Polzonoff ajoelhado no milho

Antes de qualquer coisa, eu queria agradecer aos dois articulistas, que gastaram seus preciosos e privilegiados cérebros me fazendo ver algo tão profundo e de efeito tão devastador sobre minha pessoa
Paulo Polzonoff Jr, autor de “A Face Oculta De Nova York”
01/05/2003

Antes de qualquer coisa, eu queria agradecer aos dois articulistas, que gastaram seus preciosos e privilegiados cérebros me fazendo ver algo tão profundo e de efeito tão devastador sobre minha pessoa. Realmente, eles estão certos e eu não tenho critérios, sou burro, feio, cara de mamão, não sei debater, sou falso polemista, incoerente, tenho frieira, não sei diferenciar uma Averbuck de uma Young (sei sim: a Averbuck é mais bonita), sou arrogante, arroto na mesa e me jogo no chão do supermercado quando quero um doce.

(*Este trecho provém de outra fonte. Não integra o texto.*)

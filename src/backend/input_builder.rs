use crate::backend::AdmissionInput;
use crate::identifier::IdentifierResolver;
use crate::policy::{PolicyRouter, PolicySet};
use actix_web::dev::ServiceRequest;
use std::future::{ready, Ready};

type UserIdFn = Box<dyn Fn(&ServiceRequest) -> Option<String>>;

/// `None` means the request is not subject to rate limiting.
pub type AdmissionInputFuture = Ready<Result<Option<AdmissionInput>, actix_web::Error>>;

/// Utility to create the middleware input function that produces an [AdmissionInput].
///
/// The policy is picked from the request path by a [PolicyRouter], and the identifier by an
/// [IdentifierResolver].
pub struct AdmissionInputBuilder {
    router: PolicyRouter,
    policies: PolicySet,
    resolver: IdentifierResolver,
    user_id_fn: Option<UserIdFn>,
}

impl AdmissionInputBuilder {
    pub fn new(router: PolicyRouter, policies: PolicySet) -> Self {
        Self {
            router,
            policies,
            resolver: IdentifierResolver::default(),
            user_id_fn: None,
        }
    }

    /// The Draworld routes and production limits.
    pub fn draworld() -> Self {
        Self::new(PolicyRouter::draworld(), PolicySet::draworld())
    }

    /// Override how client addresses are turned into identifiers.
    pub fn resolver(mut self, resolver: IdentifierResolver) -> Self {
        self.resolver = resolver;
        self
    }

    /// Look up the authenticated user for a request.
    ///
    /// Authentication happens elsewhere, e.g. an earlier middleware placing the verified user
    /// id into the request extensions; this function only reads it back.
    pub fn user_id_fn<F>(mut self, f: F) -> Self
    where
        F: Fn(&ServiceRequest) -> Option<String> + 'static,
    {
        self.user_id_fn = Some(Box::new(f));
        self
    }

    pub fn build(self) -> impl Fn(&ServiceRequest) -> AdmissionInputFuture + 'static {
        move |req| {
            let input = self.router.select(req.path()).map(|policy| {
                let user_id = self.user_id_fn.as_ref().and_then(|f| f(req));
                AdmissionInput {
                    policy,
                    limit: *self.policies.get(policy),
                    identifier: self.resolver.resolve(req.request(), user_id.as_deref()),
                }
            });
            ready(Ok(input))
        }
    }
}

#[cfg(test)]
mod tests {
    use super::*;
    use crate::policy::PolicyName;
    use actix_web::test::TestRequest;
    use actix_web::HttpMessage;

    #[derive(Clone)]
    struct UserId(String);

    #[actix_web::test]
    async fn test_inputs() {
        let input_fn = AdmissionInputBuilder::draworld()
            .user_id_fn(|req| req.extensions().get::<UserId>().map(|u| u.0.clone()))
            .build();

        let req = TestRequest::get()
            .uri("/api/auth/login")
            .insert_header(("X-Forwarded-For", "1.2.3.4"))
            .to_srv_request();
        let input = input_fn(&req).await.unwrap().unwrap();
        assert_eq!(input.policy, PolicyName::Authentication);
        assert_eq!(input.identifier, "ip:1.2.3.4");
        assert_eq!(input.limit.max_requests(), 10);

        let req = TestRequest::get().uri("/api/gallery").to_srv_request();
        req.extensions_mut().insert(UserId("u1".to_string()));
        let input = input_fn(&req).await.unwrap().unwrap();
        assert_eq!(input.policy, PolicyName::General);
        assert_eq!(input.identifier, "user:u1");
        assert_eq!(input.limit.max_requests(), 100);

        // Pages are not limited
        let req = TestRequest::get().uri("/gallery").to_srv_request();
        assert!(input_fn(&req).await.unwrap().is_none());
    }
}
use actix_web::http::header::HeaderName;
use actix_web::HttpRequest;
use once_cell::sync::Lazy;
use std::net::{IpAddr, Ipv6Addr};

pub static X_FORWARDED_FOR: Lazy<HeaderName> =
    Lazy::new(|| HeaderName::from_static("x-forwarded-for"));

/// Marker used when no address can be found for the client.
pub const UNKNOWN: &str = "unknown";

/// Derives the key a request is counted under.
///
/// In order of preference:
///
/// 1. `user:<id>` for an authenticated user.
/// 2. `ip:<addr>` from the first entry of `X-Forwarded-For`.
/// 3. `ip:<addr>` from the connection peer address.
/// 4. `ip:unknown`.
#[derive(Debug, Clone)]
pub struct IdentifierResolver {
    trust_forwarded_for: bool,
    group_ipv6: bool,
}

impl Default for IdentifierResolver {
    fn default() -> Self {
        Self {
            trust_forwarded_for: true,
            group_ipv6: false,
        }
    }
}

impl IdentifierResolver {
    pub fn new() -> Self {
        Self::default()
    }

    /// Ignore `X-Forwarded-For` and only use the connection peer address.
    ///
    /// # Security
    ///
    /// The forwarded header is set by the client unless a proxy you control overwrites it.
    /// Use this when clients connect directly to the application, otherwise any client can
    /// pick a fresh identifier on every request.
    pub fn ignore_forwarded_for(mut self) -> Self {
        self.trust_forwarded_for = false;
        self
    }

    /// Count IPv6 clients per /64 subnet rather than per address.
    ///
    /// A single IPv6 host usually controls a whole /64, so per-address counting is trivially
    /// bypassed.
    pub fn group_ipv6(mut self) -> Self {
        self.group_ipv6 = true;
        self
    }

    pub fn resolve(&self, req: &HttpRequest, user_id: Option<&str>) -> String {
        if let Some(user_id) = user_id.filter(|id| !id.is_empty()) {
            return format!("user:{user_id}");
        }
        format!("ip:{}", self.client_address(req))
    }

    fn client_address(&self, req: &HttpRequest) -> String {
        if self.trust_forwarded_for {
            let forwarded = req
                .headers()
                .get(&*X_FORWARDED_FOR)
                .and_then(|value| value.to_str().ok())
                .and_then(|value| value.split(',').next())
                .map(str::trim)
                .filter(|first| !first.is_empty());
            if let Some(first) = forwarded {
                return match first.parse::<IpAddr>() {
                    Ok(ip) => self.ip_key(ip),
                    Err(_) => first.to_owned(),
                };
            }
        }
        match req.peer_addr() {
            Some(addr) => self.ip_key(addr.ip()),
            None => UNKNOWN.to_owned(),
        }
    }

    // Groups IPv6 addresses together, see:
    // https://adam-p.ca/blog/2022/02/ipv6-rate-limiting/
    fn ip_key(&self, ip: IpAddr) -> String {
        match ip {
            IpAddr::V4(v4) => v4.to_string(),
            IpAddr::V6(v6) => {
                if let Some(v4) = v6.to_ipv4_mapped() {
                    return v4.to_string();
                }
                if !self.group_ipv6 {
                    return v6.to_string();
                }
                let s = v6.segments();
                let subnet = Ipv6Addr::new(s[0], s[1], s[2], s[3], 0, 0, 0, 0);
                format!("{subnet}/64")
            }
        }
    }
}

Graças aos argumentos irrefutáveis dos dois articulistas (donde se destaca a parte em que elogiar a heróica resistência cubana — hahahaha!), vou mudar completamente o meu modo de ler livros, meu modo de escrever, meu modo de encarar a vida. A partir de hoje, vou ser mais científico e só escrevei críticas com 50 notas de rodapé, chamarei os poetas medíocres de gênios, os prosadores sem articulação alguma de mestres e, sobretudo, não terei mais o menor senso de humor e ostentarei uma placa na testa onde se lerá: INTELEQUITUAL. Mais: pedirei a bênção do papai e da mamãe, escovarei os dentes antes de dormir, não colocarei os cotovelos na mesa e jamais direi palavrão. Graças às argutas palavras dos dois articulistas, ascenderei ao Céu, atingirei o Nirvana, mobilizarei as massas em direção à utopia marxista.

A mudança, contudo, não ocorrerá de imediato. Por isso, peço desculpas já para usar um artigo do próprio Alexandre Soares Silva, em resposta às palavras engraçadíssimas dos dois articulistas, que conseguem, em poucos parágrafos, cobrar duas coisas absurdas de um escritor: compromisso social e apego à realidade. Não é à toa que a literatura brasileira esteja em petição de miséria. Ora, se os escritores não se permitem rir de si mesmos… Com vocês, para ilustrar o que penso, Alexandre Soares Silva em… As Quatro Salas:

Todos os assuntos do mundo são discutidos em quatro salas: a dos chatos burros, a dos chatos inteligentes, a dos divertidos burros e a dos divertidos inteligentes.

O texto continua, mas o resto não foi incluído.